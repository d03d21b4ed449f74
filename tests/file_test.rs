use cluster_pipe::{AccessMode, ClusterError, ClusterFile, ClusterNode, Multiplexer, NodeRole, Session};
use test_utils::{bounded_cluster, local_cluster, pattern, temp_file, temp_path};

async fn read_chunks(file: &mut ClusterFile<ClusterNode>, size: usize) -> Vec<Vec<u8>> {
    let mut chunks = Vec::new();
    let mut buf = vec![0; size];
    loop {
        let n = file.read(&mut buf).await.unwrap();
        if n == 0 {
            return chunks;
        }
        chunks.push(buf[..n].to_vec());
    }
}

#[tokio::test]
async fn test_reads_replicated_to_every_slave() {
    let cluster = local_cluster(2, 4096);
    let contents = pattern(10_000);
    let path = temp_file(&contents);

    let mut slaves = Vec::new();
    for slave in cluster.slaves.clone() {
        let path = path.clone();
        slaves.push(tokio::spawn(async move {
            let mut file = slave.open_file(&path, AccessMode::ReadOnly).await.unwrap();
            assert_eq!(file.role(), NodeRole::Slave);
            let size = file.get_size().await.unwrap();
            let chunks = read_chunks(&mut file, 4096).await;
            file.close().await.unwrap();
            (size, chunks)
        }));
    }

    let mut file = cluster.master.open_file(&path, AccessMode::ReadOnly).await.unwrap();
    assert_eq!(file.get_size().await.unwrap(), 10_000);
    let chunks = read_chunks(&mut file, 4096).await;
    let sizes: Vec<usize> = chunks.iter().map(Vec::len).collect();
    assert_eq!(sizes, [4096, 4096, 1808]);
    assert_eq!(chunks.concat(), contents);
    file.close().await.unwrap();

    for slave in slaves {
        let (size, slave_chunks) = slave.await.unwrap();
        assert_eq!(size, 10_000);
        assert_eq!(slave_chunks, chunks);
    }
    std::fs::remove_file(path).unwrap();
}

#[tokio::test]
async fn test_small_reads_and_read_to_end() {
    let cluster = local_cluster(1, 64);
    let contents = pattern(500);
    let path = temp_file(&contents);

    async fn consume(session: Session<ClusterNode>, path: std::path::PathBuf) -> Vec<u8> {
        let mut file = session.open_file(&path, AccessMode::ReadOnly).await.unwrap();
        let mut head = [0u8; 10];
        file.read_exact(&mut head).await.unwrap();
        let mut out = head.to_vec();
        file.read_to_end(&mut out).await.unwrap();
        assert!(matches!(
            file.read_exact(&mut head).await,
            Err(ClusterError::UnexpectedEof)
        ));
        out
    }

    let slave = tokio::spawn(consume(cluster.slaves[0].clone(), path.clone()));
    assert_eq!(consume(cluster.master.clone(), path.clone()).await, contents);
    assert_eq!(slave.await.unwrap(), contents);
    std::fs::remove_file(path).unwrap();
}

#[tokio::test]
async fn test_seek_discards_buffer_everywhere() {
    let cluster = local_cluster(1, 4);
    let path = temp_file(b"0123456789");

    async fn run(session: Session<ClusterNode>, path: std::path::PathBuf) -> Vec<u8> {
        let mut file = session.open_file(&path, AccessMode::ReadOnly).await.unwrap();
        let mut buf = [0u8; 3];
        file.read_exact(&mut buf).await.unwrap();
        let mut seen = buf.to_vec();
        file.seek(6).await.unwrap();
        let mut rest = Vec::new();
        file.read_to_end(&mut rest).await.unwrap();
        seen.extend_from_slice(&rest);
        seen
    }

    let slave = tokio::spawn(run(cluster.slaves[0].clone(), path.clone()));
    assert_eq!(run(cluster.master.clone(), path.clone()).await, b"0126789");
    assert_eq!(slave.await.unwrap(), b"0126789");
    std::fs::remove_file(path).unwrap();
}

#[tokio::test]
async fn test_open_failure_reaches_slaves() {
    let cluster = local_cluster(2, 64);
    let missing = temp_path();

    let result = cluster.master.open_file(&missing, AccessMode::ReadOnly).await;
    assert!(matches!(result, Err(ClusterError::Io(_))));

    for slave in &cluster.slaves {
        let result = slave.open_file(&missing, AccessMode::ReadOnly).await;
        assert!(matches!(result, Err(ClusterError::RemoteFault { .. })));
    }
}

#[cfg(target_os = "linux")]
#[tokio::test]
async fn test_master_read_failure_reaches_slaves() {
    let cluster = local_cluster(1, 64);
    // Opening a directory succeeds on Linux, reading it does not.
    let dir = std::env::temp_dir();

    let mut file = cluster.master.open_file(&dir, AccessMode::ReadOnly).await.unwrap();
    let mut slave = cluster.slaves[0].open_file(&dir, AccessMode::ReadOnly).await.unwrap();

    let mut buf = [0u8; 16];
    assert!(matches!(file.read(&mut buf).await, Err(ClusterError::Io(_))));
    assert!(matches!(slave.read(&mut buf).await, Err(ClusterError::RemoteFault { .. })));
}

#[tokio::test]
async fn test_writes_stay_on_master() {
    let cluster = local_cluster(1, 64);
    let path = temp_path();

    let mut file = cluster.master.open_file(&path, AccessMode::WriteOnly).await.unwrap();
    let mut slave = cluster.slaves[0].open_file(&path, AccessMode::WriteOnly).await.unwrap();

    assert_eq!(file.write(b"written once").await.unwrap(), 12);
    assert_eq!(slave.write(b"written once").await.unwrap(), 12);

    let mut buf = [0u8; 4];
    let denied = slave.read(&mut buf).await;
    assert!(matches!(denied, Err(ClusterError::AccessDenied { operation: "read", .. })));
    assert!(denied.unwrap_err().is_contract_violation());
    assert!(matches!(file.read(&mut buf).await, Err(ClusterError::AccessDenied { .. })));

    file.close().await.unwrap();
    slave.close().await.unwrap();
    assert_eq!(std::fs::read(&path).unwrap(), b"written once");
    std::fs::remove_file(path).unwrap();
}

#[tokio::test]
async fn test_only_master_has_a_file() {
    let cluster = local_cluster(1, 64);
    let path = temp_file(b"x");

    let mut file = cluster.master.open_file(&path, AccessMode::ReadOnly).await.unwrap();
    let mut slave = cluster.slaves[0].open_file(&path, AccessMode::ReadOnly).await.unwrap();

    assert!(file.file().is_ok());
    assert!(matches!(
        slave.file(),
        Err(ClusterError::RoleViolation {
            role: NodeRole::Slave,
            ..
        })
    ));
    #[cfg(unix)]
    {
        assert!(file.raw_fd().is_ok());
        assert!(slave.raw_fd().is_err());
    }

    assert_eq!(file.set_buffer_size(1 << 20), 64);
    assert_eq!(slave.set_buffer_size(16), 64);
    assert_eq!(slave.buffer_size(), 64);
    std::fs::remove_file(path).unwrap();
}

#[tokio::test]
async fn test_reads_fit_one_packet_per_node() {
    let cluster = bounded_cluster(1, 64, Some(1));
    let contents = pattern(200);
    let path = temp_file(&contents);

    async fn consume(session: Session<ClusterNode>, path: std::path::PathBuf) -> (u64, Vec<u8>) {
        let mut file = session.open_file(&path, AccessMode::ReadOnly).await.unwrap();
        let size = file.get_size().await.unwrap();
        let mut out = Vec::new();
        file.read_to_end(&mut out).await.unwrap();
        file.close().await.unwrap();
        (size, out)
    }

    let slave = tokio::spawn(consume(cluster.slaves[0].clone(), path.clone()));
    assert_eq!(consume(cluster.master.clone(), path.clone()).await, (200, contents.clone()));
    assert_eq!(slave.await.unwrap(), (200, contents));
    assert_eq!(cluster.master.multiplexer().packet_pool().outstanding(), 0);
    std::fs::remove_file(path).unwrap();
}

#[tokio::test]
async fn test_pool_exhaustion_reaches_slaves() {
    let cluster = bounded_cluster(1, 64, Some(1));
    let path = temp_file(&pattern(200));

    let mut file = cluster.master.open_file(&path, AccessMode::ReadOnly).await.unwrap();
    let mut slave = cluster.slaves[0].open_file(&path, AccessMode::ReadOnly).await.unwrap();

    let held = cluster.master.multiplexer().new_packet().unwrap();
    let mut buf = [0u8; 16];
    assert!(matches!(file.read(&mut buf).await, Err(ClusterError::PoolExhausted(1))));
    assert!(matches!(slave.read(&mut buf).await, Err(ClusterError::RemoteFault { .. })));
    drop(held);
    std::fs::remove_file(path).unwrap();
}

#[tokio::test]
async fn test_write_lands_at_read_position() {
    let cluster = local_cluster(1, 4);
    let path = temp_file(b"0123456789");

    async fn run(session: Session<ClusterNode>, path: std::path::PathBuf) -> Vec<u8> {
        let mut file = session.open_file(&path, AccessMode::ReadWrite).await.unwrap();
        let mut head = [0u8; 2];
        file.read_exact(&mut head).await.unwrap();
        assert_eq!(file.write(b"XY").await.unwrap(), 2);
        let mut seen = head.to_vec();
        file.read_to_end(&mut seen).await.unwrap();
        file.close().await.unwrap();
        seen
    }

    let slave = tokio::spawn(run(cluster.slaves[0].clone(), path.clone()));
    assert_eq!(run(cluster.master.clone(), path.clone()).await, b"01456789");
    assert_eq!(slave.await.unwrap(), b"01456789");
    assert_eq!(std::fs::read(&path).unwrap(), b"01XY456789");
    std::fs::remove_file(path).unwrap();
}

+ + + + + + +

### What is required
From the material above, copy every line where the word "rest" is found.

### Response
        let mut rest = Vec::new();
        file.read_to_end(&mut rest).await.unwrap();
        seen.extend_from_slice(&rest);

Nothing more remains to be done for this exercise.